Meeting on 7 September 2015

Human Trafficking Foundation

Advisory Forum 7th September 2015

Minutes

1.Welcome

Anthony Steen, Trustee and Chairman of the Human Trafficking Foundation (HTF), opened the meeting by welcoming the audience and introducing the guest speakers.  

2.Announcements by Forum Members

Tatiana Jardan, Director of HTF, provided an update on developments since the previous Advisory Forum of 15th June:

-          The launch of HTF’s Survivor Care Standards, endorsed by Kevin Hyland, and distributed to every police force in England and Wales and to TARA in Scotland. Noted very positive response from all who have received them.

-          If you want to get a copy http://www.humantraffickingfoundation.org/trafficking-survivor-care-standards

-          The launch of “Life Beyond The Safe House”, research focused on London examining the gaps in the long term support provided to survivors. Full report can be viewed here http://www.humantraffickingfoundation.org/life-beyond-safe-house-survivors-modern-slavery-london

The Small Project – collecting and distributing clothes for babies and toddlers (0-3 year olds). Encouraged support for the project amongst members of the Forum. Contact details are linda@thesmallproject.org.uk; http://www.thesmallproject.org.uk/

Professor Gary Craig, Durham University and Wilberforce Institute: Forced Labour Monitoring Group Seminar on 19th November in Liverpool; series of lectures in London entitled ‘The British Business of Slavery’ beginning 6th October; and book ‘Vulnerability, Exploitation and Migrants’ by Louise Waite et al.

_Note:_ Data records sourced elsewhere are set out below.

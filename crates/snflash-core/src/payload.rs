//! Exploit payload supply and image chunking.
//!
//! The boot-ROM exploit bytes are opaque to this crate; they come from an
//! [`ExploitPayloadProvider`] keyed by model identifier.

use std::collections::HashMap;
use std::path::PathBuf;

use thiserror::Error;
use tracing::debug;

#[derive(Error, Debug)]
pub enum PayloadError {
    #[error("No exploit payload for model {0}")]
    Missing(String),

    #[error("Exploit payload for model {0} is empty")]
    Empty(String),

    #[error("IO error: {0}")]
    Io(#[from] std::io::Error),
}

/// Source of the opaque exploit payload for a model.
pub trait ExploitPayloadProvider: Send + Sync {
    fn payload_for(&self, model: &str) -> Result<Vec<u8>, PayloadError>;
}

/// Reads `<dir>/<model>.bin`.
#[derive(Debug, Clone)]
pub struct DirectoryPayloadProvider {
    dir: PathBuf,
}

impl DirectoryPayloadProvider {
    pub fn new(dir: impl Into<PathBuf>) -> Self {
        Self { dir: dir.into() }
    }
}

impl ExploitPayloadProvider for DirectoryPayloadProvider {
    fn payload_for(&self, model: &str) -> Result<Vec<u8>, PayloadError> {
        // Model ids come from the device; keep them from escaping the directory.
        if model.is_empty() || !model.chars().all(|c| c.is_ascii_alphanumeric() || c == ',') {
            return Err(PayloadError::Missing(model.to_string()));
        }
        let path = self.dir.join(format!("{}.bin", model));
        debug!(path = %path.display(), "Loading exploit payload");
        let data = match std::fs::read(&path) {
            Ok(d) => d,
            Err(e) if e.kind() == std::io::ErrorKind::NotFound => {
                return Err(PayloadError::Missing(model.to_string()));
            }
            Err(e) => return Err(e.into()),
        };
        if data.is_empty() {
            return Err(PayloadError::Empty(model.to_string()));
        }
        Ok(data)
    }
}

/// In-memory payloads.
#[derive(Debug, Clone, Default)]
pub struct StaticPayloadProvider {
    payloads: HashMap<String, Vec<u8>>,
}

impl StaticPayloadProvider {
    pub fn new() -> Self {
        Self::default()
    }

    pub fn with(mut self, model: &str, payload: Vec<u8>) -> Self {
        self.payloads.insert(model.to_string(), payload);
        self
    }
}

impl ExploitPayloadProvider for StaticPayloadProvider {
    fn payload_for(&self, model: &str) -> Result<Vec<u8>, PayloadError> {
        match self.payloads.get(model) {
            Some(p) if p.is_empty() => Err(PayloadError::Empty(model.to_string())),
            Some(p) => Ok(p.clone()),
            None => Err(PayloadError::Missing(model.to_string())),
        }
    }
}

/// Chunk bookkeeping for one image transfer.
#[derive(Debug, Clone, Default)]
pub struct ChunkState {
    /// Index of the next chunk to send.
    pub current: usize,
    /// Total number of chunks.
    pub total: usize,
    /// Current byte offset.
    pub offset: usize,
    /// Size of each chunk.
    pub chunk_size: usize,
    /// Total data size.
    pub data_size: usize,
}

impl ChunkState {
    pub fn new(data_size: usize, chunk_size: usize) -> Self {
        let chunk_size = chunk_size.max(1);
        Self {
            current: 0,
            total: data_size.div_ceil(chunk_size),
            offset: 0,
            chunk_size,
            data_size,
        }
    }

    /// Next chunk of `data`, advancing the state.
    pub fn next_chunk<'a>(&mut self, data: &'a [u8]) -> Option<(usize, &'a [u8])> {
        let end_of_data = self.data_size.min(data.len());
        if self.offset >= end_of_data {
            return None;
        }
        let len = (end_of_data - self.offset).min(self.chunk_size);
        let index = self.current;
        let chunk = &data[self.offset..self.offset + len];
        self.offset += len;
        self.current += 1;
        Some((index, chunk))
    }

    pub fn is_done(&self) -> bool {
        self.current >= self.total
    }

    pub fn progress_pct(&self) -> u8 {
        if self.total == 0 {
            100
        } else {
            ((self.current * 100) / self.total) as u8
        }
    }
}

#[cfg(test)]
mod tests {
    use super::*;
    use tempfile::TempDir;

    #[test]
    fn test_chunking() {
        let data: Vec<u8> = (0..10).collect();
        let mut state = ChunkState::new(data.len(), 4);
        assert_eq!(state.total, 3);
        assert_eq!(state.next_chunk(&data), Some((0, &data[0..4])));
        assert_eq!(state.next_chunk(&data), Some((1, &data[4..8])));
        assert_eq!(state.progress_pct(), 66);
        assert_eq!(state.next_chunk(&data), Some((2, &data[8..10])));
        assert!(state.is_done());
        assert_eq!(state.next_chunk(&data), None);
    }

    #[test]
    fn test_empty_data() {
        let mut state = ChunkState::new(0, 4);
        assert_eq!(state.total, 0);
        assert!(state.is_done());
        assert_eq!(state.progress_pct(), 100);
        assert_eq!(state.next_chunk(&[]), None);
    }

    #[test]
    fn test_directory_provider() {
        let dir = TempDir::new().unwrap();
        std::fs::write(dir.path().join("J680AP.bin"), [0xDE, 0xAD]).unwrap();
        std::fs::write(dir.path().join("EMPTY.bin"), b"").unwrap();
        let provider = DirectoryPayloadProvider::new(dir.path());

        assert_eq!(provider.payload_for("J680AP").unwrap(), vec![0xDE, 0xAD]);
        assert!(matches!(
            provider.payload_for("J999AP"),
            Err(PayloadError::Missing(_))
        ));
        assert!(matches!(
            provider.payload_for("EMPTY"),
            Err(PayloadError::Empty(_))
        ));
        assert!(matches!(
            provider.payload_for("../etc"),
            Err(PayloadError::Missing(_))
        ));
    }

    #[test]
    fn test_static_provider() {
        let provider = StaticPayloadProvider::new().with("J680AP", vec![1, 2, 3]);
        assert_eq!(provider.payload_for("J680AP").unwrap(), vec![1, 2, 3]);
        assert!(provider.payload_for("J132AP").is_err());
    }
}
//! Wire protocol spoken by the controller's serial console.

pub mod constants;
pub mod frame;
pub mod reply;

pub use constants::*;
pub use frame::{AckFrame, Command, ImageKind};
pub use reply::TextReply;

use thiserror::Error;

#[derive(Error, Debug, Clone, PartialEq, Eq)]
pub enum ProtocolError {
    #[error("No response from device")]
    NoDeviceResponse,

    #[error("Unsupported model: {0}")]
    UnsupportedModel(String),

    #[error("Unexpected frame: {0}")]
    UnexpectedFrame(String),
}
//! Per-state handlers.
//!
//! Each handler performs the device work of one state. Returning `Ok(())`
//! advances to the next state on the success path; an [`AbortReason`] ends
//! the session.
//!
//! - `detect`: port open and model detection
//! - `exploit`: exploit payload delivery
//! - `delivery`: boot and diagnostics image streaming
//! - `serial`: serial read, replacement, write and verification

mod delivery;
mod detect;
mod exploit;
mod serial;

use std::sync::mpsc::Receiver;
use std::time::Duration;

use crate::config::SessionConfig;
use crate::events::{LogLevel, PacketDirection, SessionEvent, SessionObserver};
use crate::payload::ExploitPayloadProvider;
use crate::protocol::{AckFrame, Command, TextReply};
use crate::protocol::constants::ACK_FRAME_SIZE;
use crate::state::machine::{AbortReason, SessionState, StateMachineContext};
use crate::transport::{CancelToken, Link, PortDescriptor, SerialTransport};
use crate::vault::{DecryptedImage, ImageVault};

use delivery::handle_diags_delivering;
use detect::{handle_idle, handle_model_detecting};
use exploit::handle_exploit_entering;
use serial::{
    handle_awaiting_new_serial, handle_serial_reading, handle_serial_writing, handle_verifying,
};

/// Bytes of each packet copied into [`SessionEvent::Packet`].
const PACKET_PREVIEW: usize = 32;

/// Outcome of one handler.
pub type StepResult = Result<(), AbortReason>;

/// Message from the caller to a running session.
#[derive(Debug, Clone, PartialEq, Eq)]
pub enum SessionControl {
    /// Candidate replacement serial, exactly as typed.
    NewSerial(String),
    Cancel,
}

/// Everything a handler may touch.
pub struct HandlerContext<'a, T: SerialTransport, O: SessionObserver + ?Sized> {
    pub transport: &'a mut T,
    pub observer: &'a O,
    pub state: StateMachineContext,
    pub config: &'a SessionConfig,
    pub port: &'a PortDescriptor,
    pub vault: &'a ImageVault,
    pub payloads: &'a dyn ExploitPayloadProvider,
    pub control: &'a Receiver<SessionControl>,
    pub cancel: CancelToken,
    /// Receive side of the open connection.
    pub link: Option<Link>,
    /// Decrypted images staged this session; removed on exit.
    pub staged: Vec<DecryptedImage>,
}

impl<'a, T: SerialTransport, O: SessionObserver + ?Sized> HandlerContext<'a, T, O> {
    pub(crate) fn emit(&self, event: SessionEvent) {
        self.observer.on_event(&event);
    }

    pub(crate) fn log(&self, level: LogLevel, message: impl Into<String>) {
        self.emit(SessionEvent::Log {
            level,
            message: message.into(),
        });
    }

    pub(crate) fn link_mut(&mut self) -> Result<&mut Link, AbortReason> {
        self.link.as_mut().ok_or(AbortReason::ConnectionLost)
    }

    /// Notice disconnects and cancellation that happened between steps.
    pub(crate) fn poll_link(&mut self) -> StepResult {
        match self.link.as_mut() {
            Some(link) => Ok(link.poll()?),
            None => Ok(()),
        }
    }

    pub(crate) fn send(&mut self, cmd: &Command) -> StepResult {
        let bytes = cmd.encode();
        if cmd.expects_line() {
            // A text exchange starts from a clean buffer.
            let stale = self.link_mut()?.discard_pending()?;
            if stale > 0 {
                tracing::debug!(bytes = stale, "Discarded stale input");
            }
        }
        self.transport.send(&bytes)?;
        Ok(())
    }

    /// Send a text command and wait for its reply line.
    pub(crate) fn exchange_line(&mut self, cmd: &Command) -> Result<TextReply, AbortReason> {
        self.send(cmd)?;
        let timeout = self.config.response_timeout();
        let line = self.link_mut()?.read_line(timeout)?;
        self.emit_rx(cmd.name(), line.as_bytes());
        Ok(TextReply::parse(&line)?)
    }

    /// Read one binary ack frame.
    pub(crate) fn read_ack(&mut self, timeout: Duration) -> Result<AckFrame, AbortReason> {
        let bytes = self.link_mut()?.read_exact(ACK_FRAME_SIZE, timeout)?;
        self.emit_rx("ACK", &bytes);
        Ok(AckFrame::from_bytes(&bytes)?)
    }

    /// Wait for `ACK <expected>`. WAIT frames restart the timer; NAK is a
    /// refusal.
    pub(crate) fn await_ack(&mut self, what: &str, expected: u32) -> StepResult {
        let timeout = self.config.ack_timeout();
        loop {
            match self.read_ack(timeout)? {
                AckFrame::Ok(value) if value == expected => return Ok(()),
                AckFrame::Ok(value) => {
                    return Err(AbortReason::UnexpectedFrame(format!(
                        "{}: ack for {:#x}, expected {:#x}",
                        what, value, expected
                    )));
                }
                AckFrame::Wait => {
                    tracing::trace!(what, "Device asked to wait");
                }
                AckFrame::Nak(code) => {
                    return Err(AbortReason::DeviceRejected(format!(
                        "{} refused with code {}",
                        what, code
                    )));
                }
            }
        }
    }

    /// Read the serial and return it unparsed.
    pub(crate) fn query_serial(&mut self) -> Result<String, AbortReason> {
        match self.exchange_line(&Command::ReadSerial)? {
            TextReply::Serial(value) => Ok(value),
            TextReply::Err(msg) => Err(AbortReason::DeviceRejected(msg)),
            other => Err(AbortReason::UnexpectedFrame(format!(
                "expected serial, got {:?}",
                other
            ))),
        }
    }

    fn emit_rx(&self, command: &str, data: &[u8]) {
        self.emit(SessionEvent::Packet {
            direction: PacketDirection::Rx,
            command: command.to_string(),
            length: data.len(),
            data: packet_preview(data),
        });
    }
}

/// Run the handler for the current state and return the state to move to.
pub fn handle_state<T: SerialTransport, O: SessionObserver + ?Sized>(
    ctx: &mut HandlerContext<'_, T, O>,
) -> SessionState {
    let current = ctx.state.state.clone();
    if current.is_terminal() {
        return current;
    }
    if let Err(reason) = ctx.poll_link() {
        return SessionState::Aborted(reason);
    }
    let result = match current {
        SessionState::Idle => handle_idle(ctx),
        SessionState::ModelDetecting => handle_model_detecting(ctx),
        SessionState::ExploitEntering => handle_exploit_entering(ctx),
        SessionState::DiagsDelivering => handle_diags_delivering(ctx),
        SessionState::SerialReading => handle_serial_reading(ctx),
        SessionState::AwaitingNewSerial => handle_awaiting_new_serial(ctx),
        SessionState::SerialWriting => handle_serial_writing(ctx),
        SessionState::Verifying => handle_verifying(ctx),
        SessionState::Completed | SessionState::Aborted(_) => return current,
    };
    match result {
        Ok(()) => current.next().unwrap_or(current),
        Err(reason) => SessionState::Aborted(reason),
    }
}

pub(crate) fn packet_preview(data: &[u8]) -> Vec<u8> {
    data.iter().take(PACKET_PREVIEW).copied().collect()
}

Caryne Chapman Clark, Marginal Voices: performance of ‘Stories From The Heart’ at Rich Mix on 20 September, with post-show discussion (Flyer attached)

Anna Ruchalska, International Slavery Museum: Heritage Lottery Fund project to expand various collections. Asked for support and contributions to the exhibition.

Faye Gould, Restore: opening a long term accommodation facility for four survivors in Exeter, providing support in developing key skills.

Peter Holt, Haggar International: seeking to expand project to support Vietnamese survivors, currently implemented with the Medaille Trust – on-line/skype counselling with Vietnamese professionals; one successful return. Recently published report on Cambodians trafficked into Thai fishing industry.

Retha Jenkins, Protect, Guernsey: project seeking to raise awareness during the Rugby World Cup using online videos (#PassToProtect; www.pass2protect.com)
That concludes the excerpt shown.